[Records excerpted from a collection]
______________________________

use crate::error::{CoordinationError, Result};
use metrics::{describe_counter, describe_gauge};
use metrics_exporter_prometheus::{PrometheusBuilder, PrometheusHandle};
use std::sync::Arc;
use tracing::{debug, info};

/// Prometheus recorder for gatekeeper metrics
///
/// Installs the global `metrics` recorder; the host service exposes
/// [`MetricsService::render`] on whatever endpoint it serves.
#[derive(Clone)]
pub struct MetricsService {
    handle: Arc<PrometheusHandle>,
}

impl MetricsService {
    /// Install the Prometheus recorder and describe gatekeeper metrics
    pub fn new() -> Result<Self> {
        let handle = install_prometheus_recorder()?;

        info!("Metrics service initialized successfully");

        Ok(Self {
            handle: Arc::new(handle),
        })
    }

    /// Get the Prometheus metrics handle
    pub fn handle(&self) -> Arc<PrometheusHandle> {
        self.handle.clone()
    }

    /// Render metrics in Prometheus format
    pub fn render(&self) -> String {
        self.handle.render()
    }
}

/// Install the Prometheus recorder as the global `metrics` recorder
///
/// Fails if a global recorder is already installed.
pub fn install_prometheus_recorder() -> Result<PrometheusHandle> {
    let handle = PrometheusBuilder::new().install_recorder().map_err(|e| {
        CoordinationError::Config(format!("Failed to install metrics recorder: {}", e))
    })?;

    describe_metrics();
    Ok(handle)
}

/// Register descriptions for every metric the crate emits
pub fn describe_metrics() {
    describe_counter!(
        "gatekeeper_events_total",
        "Coordination decisions by component and outcome"
    );
    describe_gauge!(
        "gatekeeper_circuit_breaker_state",
        "Circuit breaker state (0 = closed, 1 = open, 2 = half-open)"
    );
    describe_counter!(
        "gatekeeper_circuit_breaker_transitions_total",
        "Total number of circuit breaker state transitions"
    );
    describe_counter!(
        "gatekeeper_rate_limit_store_errors_total",
        "Rate limit checks that could not reach the coordination store"
    );

    debug!("All metrics registered with descriptions");
}
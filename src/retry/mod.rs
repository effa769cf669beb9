//! Retries with exponential backoff
//!
//! [`RetryExecutor::run`] re-invokes a failed operation until it succeeds,
//! the [`ErrorClassifier`] calls the error fatal, or `max_attempts` is
//! reached. The delay before attempt `n` is
//! `min(max_delay, base_delay * 2^(n-2))`, scaled by a random factor in
//! `[1 - jitter, 1 + jitter]` and clamped to `max_delay`.

pub mod classifier;
pub mod executor;
pub mod types;

pub use classifier::{AlwaysRetry, BreakerAware, ErrorClassifier, TransientCoordinationErrors};
pub use executor::RetryExecutor;
pub use types::{ErrorClass, RetryError, RetryPolicy};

______________________________

(Task details): Look through the entries for the string "Result". Every line that has it belongs in the answer.

(Answer area):
use crate::error::{CoordinationError, Result};
    pub fn new() -> Result<Self> {
pub fn install_prometheus_recorder() -> Result<PrometheusHandle> {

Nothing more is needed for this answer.